Sivananda ashram Yoga retreat Bahamas offers advanced yoga teacher training course. Yoga teacher training offers

proficiency in Hatha yoga, Bhakti yoga, Karma yoga, Raja Yoga, Vedanta philosophy and anatomy. advanced yoga teacher training

I think it would be more precise to say real men don't eat starches.  After all, vegetables are carbs, and I don't see anyone saying that veggies are bad for you....

WOW!  So much misinformation in such a short post.  

These kind of posts only undermine the nuggets of good advice you may provide.  

By your logic the human race should not even have survived agriculture!

Dr. Davis,
Please post my "Endothelial dysfunction ..." comment, your
Spam filter seems to have held it on 28th, following CarbSane's.

@Carbsane

Every statement can be verified. Which one is not true, i.e. misinformation?

As far as I can see, every one of those statements are true.

@Matt Stone

Congratulations, you have just discovered puberty (boy turns into man, doubles testosterone level in one year). You have also discovered the premature-puberty-triggering properties of wheat. It probably acts primarily through the insulin/IGF-1 pathway.

Um...actually, non-starchy vegetables are not a carb source for humans, they convert into fat in our gut through bacterial fermentation. Vegetables are actually very low in sugars. Ruminants like cows ferment grasses into fats; they are getting most of their energy from fats.

I am trying to de-program a friend that has been McDougaled.  McDougal is telling him all the scientific studies support hi-carb vegan diets.   Where can I find studies to counter these claims?  Especially about wheat.  I find Dr. Davis' articles on wheat quite compelling, but I need to show him studies.

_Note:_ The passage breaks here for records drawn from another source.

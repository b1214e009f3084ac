use crate::error::ConfigError;
use serde::{Deserialize, Serialize};
use std::path::Path;

/// Where the cut card may be placed, as fractions of the full shoe size.
#[derive(Debug, Clone, Copy, PartialEq, Serialize, Deserialize)]
#[serde(default)]
pub struct MarkerConfig {
    pub fraction: f64,
    pub tolerance: f64,
}

impl Default for MarkerConfig {
    fn default() -> Self {
        MarkerConfig {
            fraction: 0.25,
            tolerance: 0.05,
        }
    }
}

impl MarkerConfig {
    /// The inclusive range of valid marker offsets for a shoe holding `size` cards.
    pub fn window(&self, size: usize) -> (usize, usize) {
        let centre = (size as f64 * self.fraction).floor() as usize;
        let spread = (size as f64 * self.tolerance).floor() as usize;
        (centre.saturating_sub(spread), usize::min(size, centre + spread))
    }
}

/// Every rule and limit the round state machine consults.
#[derive(Debug, Clone, PartialEq, Serialize, Deserialize)]
#[serde(default)]
pub struct TableConfig {
    pub min_bet: f64,
    pub max_bet: f64,
    pub num_decks: usize,
    pub num_positions: usize,
    pub max_bets_per_player: usize,
    pub max_splits: usize,
    pub dealer_hits_soft_17: bool,
    pub surrender: bool,
    pub insurance: bool,
    pub blackjack_payout: f64,
    /// Totals a player may double down on, `None` allows any total.
    pub double_down_totals: Option<Vec<u32>>,
    pub marker: MarkerConfig,
    pub shuffle_passes: u32,
    pub seed: Option<u64>,
    /// Upper bound on re-asking a policy for the same decision, `None` asks forever.
    pub decision_retry_limit: Option<u32>,
    pub max_rounds: Option<u32>,
    pub house_balance: f64,
}

impl Default for TableConfig {
    fn default() -> Self {
        TableConfig {
            min_bet: 5.0,
            max_bet: 500.0,
            num_decks: 6,
            num_positions: 7,
            max_bets_per_player: 3,
            max_splits: 3,
            dealer_hits_soft_17: false,
            surrender: true,
            insurance: true,
            blackjack_payout: 1.5,
            double_down_totals: None,
            marker: MarkerConfig::default(),
            shuffle_passes: 7,
            seed: None,
            decision_retry_limit: None,
            max_rounds: None,
            house_balance: 1_000_000_000.0,
        }
    }
}

impl TableConfig {
    pub fn from_json_str(json: &str) -> Result<TableConfig, ConfigError> {
        let config: TableConfig = serde_json::from_str(json)?;
        config.validate()?;
        Ok(config)
    }

    pub fn from_json_file<P: AsRef<Path>>(path: P) -> Result<TableConfig, ConfigError> {
        let json = std::fs::read_to_string(path)?;
        TableConfig::from_json_str(&json)
    }

    /// Checks the limits are internally consistent.
    pub fn validate(&self) -> Result<(), ConfigError> {
        if !(self.min_bet > 0.0) || self.max_bet < self.min_bet {
            return Err(ConfigError::Invalid(format!(
                "bet limits {:.2}..{:.2} are not a valid range",
                self.min_bet, self.max_bet
            )));
        }
        if self.num_decks == 0 {
            return Err(ConfigError::Invalid("a shoe needs at least one deck".into()));
        }
        if self.num_positions == 0 || self.max_bets_per_player == 0 {
            return Err(ConfigError::Invalid(
                "the table needs at least one betting position".into(),
            ));
        }
        if !(self.blackjack_payout > 0.0) {
            return Err(ConfigError::Invalid(
                "blackjack payout must be positive".into(),
            ));
        }
        if !(0.0..1.0).contains(&self.marker.fraction)
            || self.marker.tolerance < 0.0
            || self.marker.tolerance > self.marker.fraction
        {
            return Err(ConfigError::Invalid(format!(
                "marker window {} +/- {} is not inside the shoe",
                self.marker.fraction, self.marker.tolerance
            )));
        }
        Ok(())
    }

    pub fn can_double_on(&self, soft_sum: u32, hard_sum: u32) -> bool {
        match &self.double_down_totals {
            Some(totals) => totals.contains(&soft_sum) || totals.contains(&hard_sum),
            None => true,
        }
    }
}

#[cfg(test)]
mod tests {
    use super::*;

    #[test]
    fn marker_window_for_six_decks() {
        let marker = MarkerConfig::default();
        // 312 cards: centre 78, spread 15
        assert_eq!(marker.window(312), (63, 93));
        assert_eq!(marker.window(52), (11, 15));
    }

    #[test]
    fn json_overrides_defaults() {
        let config = TableConfig::from_json_str(
            r#"{ "num_decks": 2, "dealer_hits_soft_17": true, "double_down_totals": [9, 10, 11] }"#,
        )
        .unwrap();
        assert_eq!(config.num_decks, 2);
        assert!(config.dealer_hits_soft_17);
        assert_eq!(config.min_bet, 5.0);
        assert!(config.can_double_on(10, 10));
        assert!(config.can_double_on(9, 19));
        assert!(!config.can_double_on(12, 12));
    }

    #[test]
    fn invalid_limits_are_rejected() {
        assert!(TableConfig::from_json_str(r#"{ "min_bet": 50, "max_bet": 10 }"#).is_err());
        assert!(TableConfig::from_json_str(r#"{ "num_decks": 0 }"#).is_err());
        assert!(TableConfig::from_json_str("not json").is_err());
    }
}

Facts are facts.  A man with a testimony is not at the mercy of a man with an argument.    Sugar/Carbs raise insulin levels.

2 years lo carb hi fat.  30-50 carbs per day.  35 pounds lost.  Last VAP test was HDL 72, trig 52, LDL pattern A.  I'm 45 years old.  Exercise moderately.    I have discovered that FAT is your friend and sugar/carbs are the enemy.  Seems to work for me.

@Martin:  Perhaps let's start with evidence that carbs de facto  increase visceral fat.  So many of Dr. Davis' posts of late begin with either a false or unproven premise.  Some, like the recent battery acid post about oatmeal really take the cart over the cliff!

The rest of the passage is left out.